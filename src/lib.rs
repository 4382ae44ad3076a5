//! Arbre d’expressions : analyse, évaluation et dessin d’expressions entières
//! (`+ - * / ^`, moins unaire, parenthèses).
//!
//! Le noyau est sans UI ; l’application egui (src/main.rs) n’en est qu’un client.

pub mod noyau;
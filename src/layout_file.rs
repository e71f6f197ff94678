//! Copyright 2024 - The Open-Agriculture Developers
//! SPDX-License-Identifier: GPL-3.0-or-later
//! Authors: Daan Steenbergen

use crate::grid::{Orientation, PanelKey, Side, Usability};
use crate::show_map::{Panel, ShowMap};
use serde::{Deserialize, Serialize};
use std::collections::BTreeMap;

/// Default file name for layout exports
pub const LAYOUT_FILE_NAME: &str = "layout.json";

/// Stored form of a single panel
#[derive(Serialize, Deserialize, Clone, Debug, PartialEq)]
pub struct PanelRecord {
    /// Orientation, `h` or `v`
    pub t: Orientation,

    /// Usability code: `n`, `b` or the code of the single usable side
    pub u: String,

    /// Face labels keyed by side code
    #[serde(default)]
    pub labels: BTreeMap<String, String>,
}

/// Layout document (`layout.json`)
/// Maps every panel key to its record. This is also the `panels` part of the
/// payload stored on the server.
#[derive(Serialize, Deserialize, Clone, Debug, Default, PartialEq)]
#[serde(transparent)]
pub struct LayoutFile {
    panels: BTreeMap<String, PanelRecord>,
}

impl PanelRecord {
    fn from_panel(panel: &Panel) -> Self {
        PanelRecord {
            t: panel.orientation,
            u: panel.usability.code(panel.orientation).to_string(),
            labels: panel
                .labels
                .iter()
                .map(|(side, label)| (side.code().to_string(), label.clone()))
                .collect(),
        }
    }

    fn to_panel(&self) -> Option<Panel> {
        let usability = Usability::from_code(&self.u, self.t)?;
        let mut panel = Panel::new(self.t, usability);
        for (code, label) in &self.labels {
            match Side::from_code(code).filter(|side| side.orientation() == self.t) {
                Some(side) => {
                    panel.labels.insert(side, label.clone());
                }
                None => log::warn!("Dropping label on unknown side {}", code),
            }
        }
        Some(panel)
    }
}

impl LayoutFile {
    /// Snapshot of every panel on the map
    pub fn from_map(map: &ShowMap) -> Self {
        LayoutFile {
            panels: map
                .panels()
                .iter()
                .map(|(key, panel)| (key.to_string(), PanelRecord::from_panel(panel)))
                .collect(),
        }
    }

    pub fn len(&self) -> usize {
        self.panels.len()
    }

    pub fn is_empty(&self) -> bool {
        self.panels.is_empty()
    }

    pub fn records(&self) -> &BTreeMap<String, PanelRecord> {
        &self.panels
    }

    /// Replaces the map's panels with the ones in this layout.
    /// Records with a malformed key or usability, or lying off the grid, are
    /// skipped.
    /// Returns the number of panels placed.
    pub fn apply_to(&self, map: &mut ShowMap) -> usize {
        map.clear();
        let mut placed = 0;
        for (key, record) in &self.panels {
            let Ok(panel_key) = key.parse::<PanelKey>() else {
                log::warn!("Skipping panel with malformed key {}", key);
                continue;
            };
            if panel_key.orientation() != record.t {
                log::warn!("Skipping panel {}: orientation does not match its key", key);
                continue;
            }
            let Some(panel) = record.to_panel() else {
                log::warn!("Skipping panel {}: unknown usability {}", key, record.u);
                continue;
            };
            if map.insert_panel(panel_key, panel) {
                placed += 1;
            }
        }
        placed
    }

    /// Serialize layout to JSON bytes
    pub fn to_bytes(&self) -> Result<Vec<u8>, serde_json::Error> {
        serde_json::to_vec_pretty(self)
    }

    /// Deserialize layout from JSON bytes
    pub fn from_bytes(bytes: &[u8]) -> Result<Self, serde_json::Error> {
        serde_json::from_slice(bytes)
    }
}
impl eframe::App for AllocatorApp {
    fn update(&mut self, ctx: &egui::Context, _: &mut eframe::Frame) {
        ctx.style_mut(|style| {
            style.interaction.selectable_labels = false;
        });

        self.handle_file_loaded(ctx);
        self.handle_server_results(ctx);
        self.close_guard(ctx);

        let mut commands = Vec::new();
        let mut clear_status = false;

        egui::TopBottomPanel::top("topbar").show(ctx, |ui| {
            ui.horizontal_wrapped(|ui| {
                egui::widgets::global_theme_preference_buttons(ui);
                ui.separator();

                for button in self.allocator.visible_buttons() {
                    if ui.button(self.allocator.button_label(button)).clicked() {
                        commands.push(Command::Press(button));
                    }
                }

                ui.separator();
                if ui.button("➖").on_hover_text("Zoom out").clicked() {
                    commands.push(Command::ZoomOut);
                }
                ui.label(format!("{}x", self.allocator.interactor().zoom()));
                if ui.button("➕").on_hover_text("Zoom in").clicked() {
                    commands.push(Command::ZoomIn);
                }
            });
        });

        if let Some(status) = self.allocator.status() {
            egui::TopBottomPanel::bottom("status_bar").show(ctx, |ui| {
                ui.horizontal(|ui| {
                    match status {
                        Status::Info(message) => ui.label(message),
                        Status::Error(message) => ui.colored_label(ui.visuals().error_fg_color, message),
                    };
                    if ui.small_button("✖").clicked() {
                        clear_status = true;
                    }
                });
            });
        }

        egui::SidePanel::left("artist_panel")
            .default_width(260.0)
            .show(ctx, |ui| {
                egui::ScrollArea::vertical().show(ui, |ui| match self.allocator.mode() {
                    Mode::LoadSave => {
                        ui.heading("Artists");
                        ui.label("One artist per line: id•name•needed, then any faces and wide|n");
                        let mut text = self.allocator.text_block().to_string();
                        if ui
                            .add(
                                egui::TextEdit::multiline(&mut text)
                                    .code_editor()
                                    .desired_rows(20)
                                    .desired_width(f32::INFINITY),
                            )
                            .changed()
                        {
                            commands.push(Command::SetText(text));
                        }
                    }
                    Mode::LabelEdit => {
                        ui.heading("Labels");
                        match self.allocator.label_target() {
                            Some((face, draft)) => {
                                ui.label(format!("Label for {}", face));
                                let mut text = draft.clone();
                                if ui.text_edit_singleline(&mut text).changed() {
                                    commands.push(Command::SetLabel { face: *face, text });
                                }
                            }
                            None => {
                                ui.label("Click a face on the map to label it");
                            }
                        }
                    }
                    Mode::ModifyLayout => {
                        ui.heading("Layout");
                        ui.label("Click two grid points to add or remove the panels between them.");
                        ui.label("Shift-drag between grid points does the same in one gesture.");
                        ui.label("Click a panel to cycle which of its sides can hold art.");
                    }
                    Mode::Normal | Mode::AssignSingle => {
                        let noun = self.allocator.noun().to_string();
                        let logic = self.allocator.logic();
                        let selected = logic.manual_artist().map(|artist| artist.id.as_str());

                        ui.heading("Assigned");
                        let mut hovered =
                            artist_list(ui, &logic.assigned_list(&noun), selected, &mut commands);
                        ui.separator();
                        ui.heading("Unassigned");
                        hovered = hovered.or(artist_list(
                            ui,
                            &logic.unassigned_list(&noun),
                            selected,
                            &mut commands,
                        ));

                        let highlighted = match self.allocator.highlight() {
                            Highlight::Artist(id) => Some(id),
                            _ => None,
                        };
                        if hovered.is_some() && hovered.as_ref() != highlighted
                            || hovered.is_none() && highlighted.is_some()
                        {
                            commands.push(Command::HighlightArtist(hovered));
                        }

                        ui.separator();
                        egui::CollapsingHeader::new(format!(
                            "Free space ({} {}s)",
                            logic.free_capacity(),
                            noun
                        ))
                        .default_open(false)
                        .show(ui, |ui| {
                            for (id, faces) in logic.free_sections() {
                                let selected = *self.allocator.highlight() == Highlight::Section(*id);
                                let plural = if faces.len() == 1 { "" } else { "s" };
                                if ui
                                    .selectable_label(
                                        selected,
                                        format!("Section {} ({} {}{})", id, faces.len(), noun, plural),
                                    )
                                    .clicked()
                                {
                                    commands.push(Command::HighlightSection(
                                        (!selected).then_some(*id),
                                    ));
                                }
                            }
                        });
                    }
                });

                ui.separator();
                for (caption, color) in legend(self.allocator.mode()) {
                    ui.horizontal(|ui| {
                        let (rect, _) =
                            ui.allocate_exact_size(egui::vec2(14.0, 14.0), egui::Sense::hover());
                        ui.painter().rect_filled(rect, 2.0, color);
                        ui.label(caption);
                    });
                }
            });

        egui::CentralPanel::default().show(ctx, |ui| {
            ui.add(MapView::new(&mut self.allocator, &mut commands));
        });

        if clear_status {
            self.allocator.clear_status();
        }
        for command in commands {
            self.run(command, ctx);
        }
    }
}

·····

§ What to work on
Reproduce, exactly as they stand in the data above, the lines from the one that holds "commands.push(Command::SetText(text));" to the one that holds "between grid points", inclusive.

§ Response
                            commands.push(Command::SetText(text));
                        }
                    }
                    Mode::LabelEdit => {
                        ui.heading("Labels");
                        match self.allocator.label_target() {
                            Some((face, draft)) => {
                                ui.label(format!("Label for {}", face));
                                let mut text = draft.clone();
                                if ui.text_edit_singleline(&mut text).changed() {
                                    commands.push(Command::SetLabel { face: *face, text });
                                }
                            }
                            None => {
                                ui.label("Click a face on the map to label it");
                            }
                        }
                    }
                    Mode::ModifyLayout => {
                        ui.heading("Layout");
                        ui.label("Click two grid points to add or remove the panels between them.");
                        ui.label("Shift-drag between grid points does the same in one gesture.");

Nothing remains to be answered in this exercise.